When the distance between the bound book and the CIS remains
constant, the region is defined as the flat region of the bound
book. When the distance between the bound book and the CIS is
varied, the region is defined as the curved region of the bound
book 512. In this way, the curved region of the bound book is
detected. In an example, when the measured distance is within a
specified range then, the light is emitted with a pre-defined
intensity. When the measured distance is above the specified range,
the light is emitted with an increased intensity in the bound
document's curved region. The value of the increased intensity is
directly proportional to the quantum of increase in the measured
distance above the specified range.
At 1206, a control command is generated to vary the intensity of
light to be emitted from the light source, upon detection of the
curved region. The intensity of light is varied such that content
present in the curved region of the bound document is captured. At
1208, based on the control command, the light with varying
intensity is emitted for illuminating the curved region of the
bound book. Emitting the light with varying intensity includes
emitting the light with increased illumination intensity when the
distance between the bound document and the CIS starts increasing
in the curved region. Emitting the light with varying intensity
further includes gradually decreasing the illumination intensity of
the emitted light at the end of the curved region. As a result, the
light source emits light on the platen with increased intensity in
order to increase the reach through the curved region of the bound
book or to reach the depth of the curved region of the bound book.
Emitting light with increased intensity, by the light source, on
the platen in the detected curved region of the bound document
increases the reach through the curved region of the bound
document.
The light emitted on the bound book is reflected from the bound
book. The light with increased intensity gets reflected by the
bound book, which is then captured by the CIS to capture
images.
At 1210, the light reflected from the bound book is received for
capturing an image of the bound book. Using the reflected light,
the CIS captures images of the curved region accurately and
completely. In this manner, images of the curved region are
captured. Finally, at 1212, a digital version of the bound book is
generated.
FIG. 13 is a method flowchart 1300 for scanning a bound document.

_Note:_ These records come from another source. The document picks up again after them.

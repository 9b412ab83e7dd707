//! Axis-aligned bounding boxes, used by the broad-phase contract (§6) and by finalization/CCD
//! AABB refresh (§4.4, §4.5). Shape math itself is external; this is just the small value type
//! the contract is expressed in terms of.

use crate::math::{Real, Vec2};

#[derive(Copy, Clone, Debug, PartialEq)]
pub struct Aabb {
    pub mins: Vec2,
    pub maxs: Vec2,
}

impl Aabb {
    pub fn new(mins: Vec2, maxs: Vec2) -> Self {
        debug_assert!(mins.x <= maxs.x && mins.y <= maxs.y);
        Self { mins, maxs }
    }

    pub fn union(&self, other: &Aabb) -> Aabb {
        Aabb {
            mins: Vec2::new(self.mins.x.min(other.mins.x), self.mins.y.min(other.mins.y)),
            maxs: Vec2::new(self.maxs.x.max(other.maxs.x), self.maxs.y.max(other.maxs.y)),
        }
    }

    pub fn inflated(&self, margin: Real) -> Aabb {
        Aabb {
            mins: Vec2::new(self.mins.x - margin, self.mins.y - margin),
            maxs: Vec2::new(self.maxs.x + margin, self.maxs.y + margin),
        }
    }

    /// True if `self` is not fully contained within `fat` — i.e. the tight AABB escaped its
    /// broad-phase fat AABB and the proxy needs enlarging (§4.4 step 6, §4.5).
    pub fn escapes(&self, fat: &Aabb) -> bool {
        self.mins.x < fat.mins.x
            || self.mins.y < fat.mins.y
            || self.maxs.x > fat.maxs.x
            || self.maxs.y > fat.maxs.y
    }

    pub fn contains_point(&self, p: Vec2) -> bool {
        p.x >= self.mins.x && p.x <= self.maxs.x && p.y >= self.mins.y && p.y <= self.maxs.y
    }
}

#[cfg(test)]
mod tests {
    use super::*;

    #[test]
    fn union_covers_both_boxes() {
        let a = Aabb::new(Vec2::new(0.0, 0.0), Vec2::new(1.0, 1.0));
        let b = Aabb::new(Vec2::new(0.5, -1.0), Vec2::new(2.0, 0.5));
        let u = a.union(&b);
        assert_eq!(u.mins, Vec2::new(0.0, -1.0));
        assert_eq!(u.maxs, Vec2::new(2.0, 1.0));
    }

    #[test]
    fn escapes_detects_when_tight_box_leaves_fat_box() {
        let fat = Aabb::new(Vec2::new(-1.0, -1.0), Vec2::new(1.0, 1.0));
        let tight_inside = Aabb::new(Vec2::new(-0.5, -0.5), Vec2::new(0.5, 0.5));
        let tight_outside = Aabb::new(Vec2::new(-0.5, -0.5), Vec2::new(1.5, 0.5));
        assert!(!tight_inside.escapes(&fat));
        assert!(tight_outside.escapes(&fat));
    }
}
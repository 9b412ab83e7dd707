//! Per-substep physics kernels (§4.3): the functions a claimed [`SolverBlock`](crate::scheduler::SolverBlock)
//! dispatches into, one call per block per stage visit.

use std::ops::Range;

use crate::bitset::Bitset;
use crate::config::SolverConfig;
use crate::data::{BodyFlags, BodyKind, BodySim, BodyState};
use crate::events::JointEvent;
use crate::external::{ConstraintEndpoints, ContactMath, JointMath};
use crate::math::{integrate_rotation, Real};

/// `IntegrateVelocities` (§4.3): apply force/gravity (skipped for non-dynamic bodies), Padé
/// damping, then clamp to the configured linear/angular speed caps and zero locked components.
pub(crate) fn integrate_velocities(sims: &mut [BodySim], states: &mut [BodyState], range: Range<usize>, cfg: &SolverConfig) {
    let h = cfg.sub_dt();
    let max_angular_speed = cfg.max_angular_speed();

    for i in range {
        let sim = &mut sims[i];
        let state = &mut states[i];
        if sim.kind != BodyKind::Dynamic {
            continue;
        }

        let mut v = state.linear_velocity + (sim.force * sim.inv_mass + cfg.gravity * sim.gravity_scale) * h;
        v *= 1.0 / (1.0 + h * sim.linear_damping);
        let mut w = (state.angular_velocity + sim.torque * sim.inv_inertia * h) / (1.0 + h * sim.angular_damping);

        sim.flags.remove(BodyFlags::IS_SPEED_CAPPED);
        let speed = v.norm();
        if speed > cfg.max_linear_speed {
            v *= cfg.max_linear_speed / speed;
            sim.flags.insert(BodyFlags::IS_SPEED_CAPPED);
        }
        if !sim.allow_fast_rotation() && w.abs() > max_angular_speed {
            w = max_angular_speed.copysign(w);
            sim.flags.insert(BodyFlags::IS_SPEED_CAPPED);
        }

        state.linear_velocity = v;
        state.angular_velocity = w;
        state.apply_locks();
    }
}

/// `IntegratePositions` (§4.3): re-apply locks, then accumulate the per-substep pose delta.
pub(crate) fn integrate_positions(sims: &[BodySim], states: &mut [BodyState], range: Range<usize>, cfg: &SolverConfig) {
    let h = cfg.sub_dt();
    for i in range {
        if sims[i].kind == BodyKind::Static {
            continue;
        }
        let state = &mut states[i];
        state.apply_locks();
        state.delta_position += state.linear_velocity * h;
        state.delta_rotation = integrate_rotation(state.delta_rotation, h * state.angular_velocity);
    }
}

pub(crate) fn prepare_joints<JM: JointMath>(
    joint_math: &mut JM,
    joints: &mut [JM::Joint],
    range: Range<usize>,
    sims: &[BodySim],
    cfg: &SolverConfig,
) {
    for joint in &mut joints[range] {
        joint_math.prepare(joint, sims, cfg);
    }
}

pub(crate) fn prepare_contacts<CM: ContactMath>(
    contact_math: &mut CM,
    contacts: &mut [CM::Contact],
    range: Range<usize>,
    sims: &[BodySim],
    cfg: &SolverConfig,
) {
    for contact in &mut contacts[range] {
        contact_math.prepare(contact, sims, cfg);
    }
}

pub(crate) fn warm_start_joints<JM: JointMath>(
    joint_math: &mut JM,
    joints: &mut [JM::Joint],
    range: Range<usize>,
    sims: &[BodySim],
    states: &mut [BodyState],
) {
    for joint in &mut joints[range] {
        joint_math.warm_start(joint, sims, states);
    }
}

pub(crate) fn warm_start_contacts<CM: ContactMath>(
    contact_math: &mut CM,
    contacts: &mut [CM::Contact],
    range: Range<usize>,
    sims: &[BodySim],
    states: &mut [BodyState],
) {
    for contact in &mut contacts[range] {
        contact_math.warm_start(contact, sims, states);
    }
}

/// `Solve`/`Relax` for joints (§4.3). When `use_bias` (the `Solve` pass, never `Relax`), also
/// maintains `jointStateBitSet`: the first substep a joint's reaction exceeds its configured
/// threshold sets its bit and emits the one `JointEvent` for this step; later substeps
/// short-circuit once the bit is already set.
#[allow(clippy::too_many_arguments)]
pub(crate) fn solve_joints<JM: JointMath>(
    joint_math: &mut JM,
    joints: &mut [JM::Joint],
    range: Range<usize>,
    sims: &[BodySim],
    states: &mut [BodyState],
    use_bias: bool,
    inv_h: Real,
    cfg: &SolverConfig,
    joint_state_bitset: &mut Bitset,
    joint_events: &mut Vec<JointEvent>,
) {
    for joint in &mut joints[range] {
        joint_math.solve(joint, sims, states, use_bias);
        if !use_bias {
            continue;
        }
        let id = joint.id() as usize;
        if joint_state_bitset.get(id) {
            continue;
        }
        if cfg.joint_force_threshold.is_finite() || cfg.joint_torque_threshold.is_finite() {
            let (force, torque) = joint_math.get_reaction(joint, inv_h);
            if force.abs() > cfg.joint_force_threshold || torque.abs() > cfg.joint_torque_threshold {
                joint_state_bitset.set(id);
                joint_events.push(JointEvent {
                    joint_index: id as u32,
                    reaction_force: force,
                    reaction_torque: torque,
                });
            }
        }
    }
}

pub(crate) fn solve_contacts<CM: ContactMath>(
    contact_math: &mut CM,
    contacts: &mut [CM::Contact],
    range: Range<usize>,
    sims: &[BodySim],
    states: &mut [BodyState],
    use_bias: bool,
) {
    for contact in &mut contacts[range] {
        contact_math.solve(contact, sims, states, use_bias);
    }
}

pub(crate) fn apply_restitution<CM: ContactMath>(
    contact_math: &mut CM,
    contacts: &mut [CM::Contact],
    range: Range<usize>,
    sims: &[BodySim],
    states: &mut [BodyState],
) {
    for contact in &mut contacts[range] {
        contact_math.apply_restitution(contact, sims, states);
    }
}

pub(crate) fn store_impulses<CM: ContactMath>(
    contact_math: &mut CM,
    contacts: &mut [CM::Contact],
    range: Range<usize>,
    hits: &mut Vec<crate::events::ContactHitEvent>,
) {
    for contact in &mut contacts[range] {
        if let Some(hit) = contact_math.store_impulses(contact) {
            hits.push(hit);
        }
    }
}

#[cfg(test)]
mod tests {
    use super::*;
    use crate::data::{BodyFlags, BodyKind};
    use crate::math::{Rot2, Transform2, Vec2};

    fn dynamic_body() -> BodySim {
        BodySim {
            kind: BodyKind::Dynamic,
            center: Vec2::zeros(),
            transform: Transform2::identity(),
            center0: Vec2::zeros(),
            rotation0: Rot2::identity(),
            inv_mass: 1.0,
            inv_inertia: 1.0,
            local_center: Vec2::zeros(),
            min_extent: 1.0,
            max_extent: 1.0,
            force: Vec2::zeros(),
            torque: 0.0,
            linear_damping: 0.0,
            angular_damping: 0.0,
            gravity_scale: 1.0,
            island_id: 0,
            flags: BodyFlags::empty(),
            sleep_time: 0.0,
        }
    }

    #[test]
    fn integrate_velocities_applies_gravity_scaled_by_body() {
        let mut sims = vec![dynamic_body()];
        sims[0].gravity_scale = 2.0;
        let mut states = vec![BodyState::zero()];
        let cfg = SolverConfig {
            gravity: Vec2::new(0.0, -10.0),
            sub_step_count: 1,
            dt: 1.0,
            ..SolverConfig::default()
        };
        integrate_velocities(&mut sims, &mut states, 0..1, &cfg);
        assert!((states[0].linear_velocity.y - (-20.0)).abs() < 1e-4);
    }

    #[test]
    fn integrate_velocities_skips_non_dynamic_bodies() {
        let mut sims = vec![dynamic_body()];
        sims[0].kind = BodyKind::Kinematic;
        let mut states = vec![BodyState {
            linear_velocity: Vec2::new(3.0, 0.0),
            ..BodyState::zero()
        }];
        let cfg = SolverConfig::default();
        integrate_velocities(&mut sims, &mut states, 0..1, &cfg);
        assert_eq!(states[0].linear_velocity, Vec2::new(3.0, 0.0));
    }

    #[test]
    fn integrate_velocities_clamps_to_max_linear_speed_and_sets_flag() {
        let mut sims = vec![dynamic_body()];
        let mut states = vec![BodyState {
            linear_velocity: Vec2::new(1000.0, 0.0),
            ..BodyState::zero()
        }];
        let cfg = SolverConfig {
            gravity: Vec2::zeros(),
            max_linear_speed: 50.0,
            ..SolverConfig::default()
        };
        integrate_velocities(&mut sims, &mut states, 0..1, &cfg);
        assert!((states[0].linear_velocity.norm() - 50.0).abs() < 1e-3);
        assert!(sims[0].flags.contains(BodyFlags::IS_SPEED_CAPPED));
    }

    #[test]
    fn integrate_positions_accumulates_delta_position() {
        let sims = vec![dynamic_body()];
        let mut states = vec![BodyState {
            linear_velocity: Vec2::new(2.0, 0.0),
            ..BodyState::zero()
        }];
        let cfg = SolverConfig {
            dt: 1.0,
            sub_step_count: 1,
            ..SolverConfig::default()
        };
        integrate_positions(&sims, &mut states, 0..1, &cfg);
        assert_eq!(states[0].delta_position, Vec2::new(2.0, 0.0));
    }

    #[test]
    fn integrate_positions_skips_static_bodies() {
        let mut sims = vec![dynamic_body()];
        sims[0].kind = BodyKind::Static;
        let mut states = vec![BodyState {
            linear_velocity: Vec2::new(2.0, 0.0),
            ..BodyState::zero()
        }];
        let cfg = SolverConfig::default();
        integrate_positions(&sims, &mut states, 0..1, &cfg);
        assert_eq!(states[0].delta_position, Vec2::zeros());
    }
}
//! Continuous collision / time-of-impact sweep pipeline (§4.5).
//!
//! `solve_continuous` runs the full per-body sweep: union the fat and current AABBs into a
//! query box, sweep it against the broad-phase, accept the earliest solid TOI while absorbing
//! any sensor hits encountered along the way, and report the refreshed per-shape bounds the
//! caller (body finalization, §4.4) needs to update its bitsets with. Shape geometry itself is
//! external per §1 — every per-shape computation a concrete shape would need (swept AABB, TOI,
//! the "core circle" retest) is expressed through [`crate::external::ContinuousCollision`] plus
//! the small hook closures below, mirroring a narrow `QueryDispatcher`-style
//! indirection rather than this crate knowing any shape math.

use arrayvec::ArrayVec;

use crate::aabb::Aabb;
use crate::config::{SolverConfig, CORE_FRACTION, MAX_SENSOR_HITS_PER_BODY};
use crate::data::BodySim;
use crate::external::{
    BroadPhase, ContinuousCollision, CustomFilter, PreSolveFilter, Sweep, ToiOutput, TreeKind,
};
use crate::handle::ShapeId;
use crate::math::{Real, Transform2};

/// A sensor overlap discovered mid-sweep (§4.5 "for every sensor hit ... append to the worker's
/// sensorHits output buffer"). Carries the fraction it was found at so the caller can re-check
/// it against the final committed fraction.
#[derive(Copy, Clone, Debug)]
pub struct CcdSensorHit {
    pub sensor_shape: ShapeId,
    pub visitor_shape: ShapeId,
    pub fraction: Real,
}

/// A refreshed AABB for one of the body's shapes, to be folded into `enlargedSimBitSet` /
/// `fatAabb` storage by the caller (§4.4 step 6, §4.5 final paragraph).
#[derive(Copy, Clone, Debug)]
pub struct ShapeBoundsUpdate {
    pub shape: ShapeId,
    pub aabb: Aabb,
    pub enlarged: bool,
}

/// Everything [`solve_continuous`] produces for one body.
#[derive(Debug, Default)]
pub struct CcdOutcome {
    /// The committed TOI fraction in `[0, 1]`; `1.0` means no hit was accepted.
    pub fraction: Real,
    pub had_time_of_impact: bool,
    /// `Some(pose)` only when `fraction < 1`, i.e. the body's pose was pulled back (§4.5 "After
    /// all shapes processed, if context.fraction < 1, interpolate pose to fraction").
    pub interpolated_transform: Option<Transform2>,
    pub sensor_hits: Vec<CcdSensorHit>,
    pub dropped_sensor_hits: u32,
    pub shape_bounds: Vec<ShapeBoundsUpdate>,
}

/// External accessors [`solve_continuous`] needs per candidate shape. Grouped into one struct
/// (rather than a long closure parameter list) since every one of these narrow, storage-owned
/// questions is needed for every candidate the broad-phase hands back.
pub struct CcdHooks<'a> {
    pub compute_aabb: &'a (dyn Fn(ShapeId, Transform2) -> Aabb + Sync),
    pub fat_aabb_of: &'a (dyn Fn(ShapeId) -> Aabb + Sync),
    pub sweep_of: &'a (dyn Fn(ShapeId) -> Sweep + Sync),
    pub is_sensor: &'a (dyn Fn(ShapeId) -> bool + Sync),
    pub is_enabled: &'a (dyn Fn(ShapeId) -> bool + Sync),
    pub is_bullet_shape: &'a (dyn Fn(ShapeId) -> bool + Sync),
    pub mask_bits_of: &'a (dyn Fn(ShapeId) -> u32 + Sync),
    pub same_body: &'a (dyn Fn(ShapeId, ShapeId) -> bool + Sync),
    pub excluded_pair: &'a (dyn Fn(ShapeId, ShapeId) -> bool + Sync),
    /// For chain-segment candidates only: `Some((separation1, separation2))` feeding the
    /// core-fraction early-out (§4.5); `None` when the candidate isn't a segment or the host
    /// doesn't implement the check.
    pub chain_segment_separations: Option<&'a (dyn Fn(ShapeId, ShapeId) -> Option<(Real, Real)> + Sync)>,
    pub pre_solve: Option<&'a PreSolveFilter<'a>>,
    pub custom_filter: Option<&'a CustomFilter<'a>>,
}

/// Runs §4.5's sweep pipeline for one fast body.
///
/// `body_shapes` are the shapes attached to `body`; `sweep` is the body-level motion from
/// `(center0, rotation0)` to `(center, transform.rotation)` the caller built from `body` before
/// calling (the same sweep applies to every shape on a rigid body).
pub fn solve_continuous(
    body: &BodySim,
    body_shapes: &[ShapeId],
    sweep: &Sweep,
    broad_phase: &impl BroadPhase,
    toi: &impl ContinuousCollision,
    hooks: &CcdHooks<'_>,
    cfg: &SolverConfig,
) -> CcdOutcome {
    let mut outcome = CcdOutcome {
        fraction: 1.0,
        ..Default::default()
    };
    let mut raw_sensor_hits: ArrayVec<CcdSensorHit, MAX_SENSOR_HITS_PER_BODY> = ArrayVec::new();
    let is_bullet = body.is_bullet();
    let core_radius = CORE_FRACTION * body.min_extent;

    for &shape in body_shapes {
        if (hooks.is_sensor)(shape) {
            continue;
        }

        let box2 = (hooks.compute_aabb)(shape, sweep.transform1);
        let box1 = (hooks.fat_aabb_of)(shape);
        let swept_box = box1.union(&box2);
        let mask_bits = (hooks.mask_bits_of)(shape);

        let trees: &[TreeKind] = if is_bullet {
            &[TreeKind::Static, TreeKind::Kinematic, TreeKind::Dynamic]
        } else {
            &[TreeKind::Static]
        };

        let mut candidates = Vec::new();
        for &tree in trees {
            broad_phase.query(tree, swept_box, mask_bits, &mut |candidate| {
                candidates.push(candidate);
                true
            });
        }

        for candidate in candidates {
            if candidate == shape
                || (hooks.same_body)(shape, candidate)
                || !(hooks.is_enabled)(candidate)
                || (hooks.excluded_pair)(shape, candidate)
                // Two bullets never CCD against each other: each resolves its own sweep
                // independently, so a mutual pair would otherwise be solved from both sides.
                || (is_bullet && (hooks.is_bullet_shape)(candidate))
            {
                continue;
            }
            if let Some(filter) = hooks.custom_filter {
                if !filter(shape, candidate) {
                    continue;
                }
            }

            let candidate_sweep = (hooks.sweep_of)(candidate);

            if (hooks.is_sensor)(candidate) {
                if let ToiOutput::Hit { fraction, .. } =
                    toi.time_of_impact(shape, sweep, candidate, &candidate_sweep, outcome.fraction)
                {
                    if fraction <= outcome.fraction {
                        if raw_sensor_hits
                            .try_push(CcdSensorHit {
                                sensor_shape: candidate,
                                visitor_shape: shape,
                                fraction,
                            })
                            .is_err()
                        {
                            outcome.dropped_sensor_hits += 1;
                        }
                    }
                }
                continue;
            }

            if let Some(separations_of) = hooks.chain_segment_separations {
                if let Some((separation1, separation2)) = separations_of(shape, candidate) {
                    let rejected = separation1 < 0.0
                        || (separation1 - separation2 < core_radius && separation2 > core_radius);
                    if rejected {
                        continue;
                    }
                }
            }

            let mut result = toi.time_of_impact(shape, sweep, candidate, &candidate_sweep, outcome.fraction);

            if let ToiOutput::Overlapped = result {
                // fraction == 0: re-test against a small "core" circle to rule out a
                // swept-silhouette false positive (§4.5).
                result =
                    toi.time_of_impact_core(shape, sweep, core_radius, candidate, &candidate_sweep, outcome.fraction);
                if let ToiOutput::Hit { fraction, .. } = result {
                    if fraction <= 0.0 {
                        result = ToiOutput::Overlapped;
                    }
                } else {
                    result = ToiOutput::Separated;
                }
            }

            if let ToiOutput::Hit { fraction, point, normal } = result {
                if fraction > 0.0 && fraction < outcome.fraction {
                    let accepted = match hooks.pre_solve {
                        Some(filter) => filter(shape, candidate, point, normal),
                        None => true,
                    };
                    if accepted {
                        outcome.fraction = fraction;
                        outcome.had_time_of_impact = true;
                    }
                }
            }
        }
    }

    outcome.sensor_hits = raw_sensor_hits
        .into_iter()
        .filter(|hit| hit.fraction < outcome.fraction)
        .collect();

    if outcome.fraction < 1.0 {
        outcome.interpolated_transform = Some(sweep.interpolate(outcome.fraction));
    }

    let final_transform = outcome.interpolated_transform.unwrap_or(sweep.transform1);
    for &shape in body_shapes {
        let tight = (hooks.compute_aabb)(shape, final_transform);
        let speculative = tight.inflated(cfg.speculative_distance);
        let fat = (hooks.fat_aabb_of)(shape);
        let (aabb, enlarged) = if speculative.escapes(&fat) {
            (speculative.inflated(cfg.aabb_margin), true)
        } else {
            (speculative, false)
        };
        outcome.shape_bounds.push(ShapeBoundsUpdate { shape, aabb, enlarged });
    }

    outcome
}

Reference to other figures may be made while discussing FIG. 13.
The method 1300 is implemented at a scanner such as 300 or a
photocopier device. The scanner 300 includes a light source such as
light emitting devices. One such example of light emitting devices
is light emitting diodes without limiting the scope of disclosure.
The light source includes outer arrays of light emitting diodes and
inner arrays of light emitting diodes, arranged on both sides of a
contact image sensors such as 508.
The method 1300 begins when a user wishes to scan a bound document.
The user submits the bound document to the scanner 300. In
particular, the user positions the bound document on a platen such
as 502 of the scanner 300. At 1302, the bound document is received
on the platen of the scanner 300. The bound document has a flat
region and a curved region. Upon receiving the bound document,
scanning of the bound document is initiated. While initiating
scanning, the outer arrays of light emitting diodes are activated
and remain activated during the entire scanning operation. Here,
each outer light emitting device is activated to illuminate the
bound document. The outer arrays of light emitting diodes emit
light of given intensity.
At 1304, while scanning, a distance between the bound document and
the contact image sensor is continuously monitored and measured in
order to detect the curved region. For example, if the distance
remains constant, the region defines the flat region of the bound
document. If the distance starts varying between the bound document
and the contact image sensor because of the curved region (i.e.,
curvature of the paper), then the curved region is defined. At
1306, upon detection of the curved region, a control command is
generated to increase the intensity of the light source at or along
the curved region.
The distance measurement is used to adjust the light intensity so
that when the bound document 412 is further from the contact image
sensor 508 (such as near the curved region of the book), the light
is increased to prevent the creation of a dark band in the scanned
image.
In an implementation, the brightness output may be controlled by
activating and deactivating a desired number of the inner light
emitting diodes, while all outer light emitting diodes remain
active throughout the scanning operation.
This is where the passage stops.